(Items from a data source)
____
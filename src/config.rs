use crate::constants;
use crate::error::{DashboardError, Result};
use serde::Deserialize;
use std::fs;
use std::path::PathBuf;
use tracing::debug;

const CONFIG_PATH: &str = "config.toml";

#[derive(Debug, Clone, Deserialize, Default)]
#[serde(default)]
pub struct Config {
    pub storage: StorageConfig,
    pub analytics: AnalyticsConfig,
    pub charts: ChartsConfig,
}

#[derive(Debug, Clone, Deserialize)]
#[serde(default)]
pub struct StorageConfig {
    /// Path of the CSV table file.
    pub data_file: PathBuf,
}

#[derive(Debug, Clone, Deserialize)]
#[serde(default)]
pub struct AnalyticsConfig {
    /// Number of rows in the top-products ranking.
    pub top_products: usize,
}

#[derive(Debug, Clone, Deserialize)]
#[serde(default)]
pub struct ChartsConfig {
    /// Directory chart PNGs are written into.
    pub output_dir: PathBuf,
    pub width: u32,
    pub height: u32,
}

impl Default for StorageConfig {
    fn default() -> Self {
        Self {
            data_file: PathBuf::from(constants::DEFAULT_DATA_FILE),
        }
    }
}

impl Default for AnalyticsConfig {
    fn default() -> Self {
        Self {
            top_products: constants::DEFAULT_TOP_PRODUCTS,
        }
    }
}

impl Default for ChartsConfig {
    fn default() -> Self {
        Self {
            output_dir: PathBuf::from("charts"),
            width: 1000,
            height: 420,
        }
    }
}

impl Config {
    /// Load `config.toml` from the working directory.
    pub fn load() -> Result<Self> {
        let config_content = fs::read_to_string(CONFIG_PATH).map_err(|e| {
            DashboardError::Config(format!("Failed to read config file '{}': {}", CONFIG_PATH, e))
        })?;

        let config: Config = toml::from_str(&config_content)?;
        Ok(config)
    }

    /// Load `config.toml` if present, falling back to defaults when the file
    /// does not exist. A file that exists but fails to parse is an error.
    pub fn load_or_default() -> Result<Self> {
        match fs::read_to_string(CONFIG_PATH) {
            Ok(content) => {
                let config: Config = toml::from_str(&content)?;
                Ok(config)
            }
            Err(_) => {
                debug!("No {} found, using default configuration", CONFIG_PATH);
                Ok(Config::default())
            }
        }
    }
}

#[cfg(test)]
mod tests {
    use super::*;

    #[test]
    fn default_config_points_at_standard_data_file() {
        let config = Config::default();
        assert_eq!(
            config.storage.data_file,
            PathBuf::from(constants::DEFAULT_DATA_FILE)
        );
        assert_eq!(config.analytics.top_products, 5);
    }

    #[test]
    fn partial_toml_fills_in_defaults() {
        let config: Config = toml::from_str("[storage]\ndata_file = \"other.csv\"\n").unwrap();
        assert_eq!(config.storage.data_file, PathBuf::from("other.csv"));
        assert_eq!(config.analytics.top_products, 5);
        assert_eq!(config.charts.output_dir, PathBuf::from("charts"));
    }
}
____
## Task brief
Set all the entries above down again exactly.

## Answer area
filename src/config.rs
use crate::constants;
use crate::error::{DashboardError, Result};
use serde::Deserialize;
use std::fs;
use std::path::PathBuf;
use tracing::debug;

const CONFIG_PATH: &str = "config.toml";

#[derive(Debug, Clone, Deserialize, Default)]
#[serde(default)]
pub struct Config {
    pub storage: StorageConfig,
    pub analytics: AnalyticsConfig,
    pub charts: ChartsConfig,
}

#[derive(Debug, Clone, Deserialize)]
#[serde(default)]
pub struct StorageConfig {
    /// Path of the CSV table file.
    pub data_file: PathBuf,
}

#[derive(Debug, Clone, Deserialize)]
#[serde(default)]
pub struct AnalyticsConfig {
    /// Number of rows in the top-products ranking.
    pub top_products: usize,
}

#[derive(Debug, Clone, Deserialize)]
#[serde(default)]
pub struct ChartsConfig {
    /// Directory chart PNGs are written into.
    pub output_dir: PathBuf,
    pub width: u32,
    pub height: u32,
}

impl Default for StorageConfig {
    fn default() -> Self {
        Self {
            data_file: PathBuf::from(constants::DEFAULT_DATA_FILE),
        }
    }
}

impl Default for AnalyticsConfig {
    fn default() -> Self {
        Self {
            top_products: constants::DEFAULT_TOP_PRODUCTS,
        }
    }
}

impl Default for ChartsConfig {
    fn default() -> Self {
        Self {
            output_dir: PathBuf::from("charts"),
            width: 1000,
            height: 420,
        }
    }
}

impl Config {
    /// Load `config.toml` from the working directory.
    pub fn load() -> Result<Self> {
        let config_content = fs::read_to_string(CONFIG_PATH).map_err(|e| {
            DashboardError::Config(format!("Failed to read config file '{}': {}", CONFIG_PATH, e))
        })?;

        let config: Config = toml::from_str(&config_content)?;
        Ok(config)
    }

    /// Load `config.toml` if present, falling back to defaults when the file
    /// does not exist. A file that exists but fails to parse is an error.
    pub fn load_or_default() -> Result<Self> {
        match fs::read_to_string(CONFIG_PATH) {
            Ok(content) => {
                let config: Config = toml::from_str(&content)?;
                Ok(config)
            }
            Err(_) => {
                debug!("No {} found, using default configuration", CONFIG_PATH);
                Ok(Config::default())
            }
        }
    }
}

#[cfg(test)]
mod tests {
    use super::*;

    #[test]
    fn default_config_points_at_standard_data_file() {
        let config = Config::default();
        assert_eq!(
            config.storage.data_file,
            PathBuf::from(constants::DEFAULT_DATA_FILE)
        );
        assert_eq!(config.analytics.top_products, 5);
    }

    #[test]
    fn partial_toml_fills_in_defaults() {
        let config: Config = toml::from_str("[storage]\ndata_file = \"other.csv\"\n").unwrap();
        assert_eq!(config.storage.data_file, PathBuf::from("other.csv"));
        assert_eq!(config.analytics.top_products, 5);
        assert_eq!(config.charts.output_dir, PathBuf::from("charts"));
    }
}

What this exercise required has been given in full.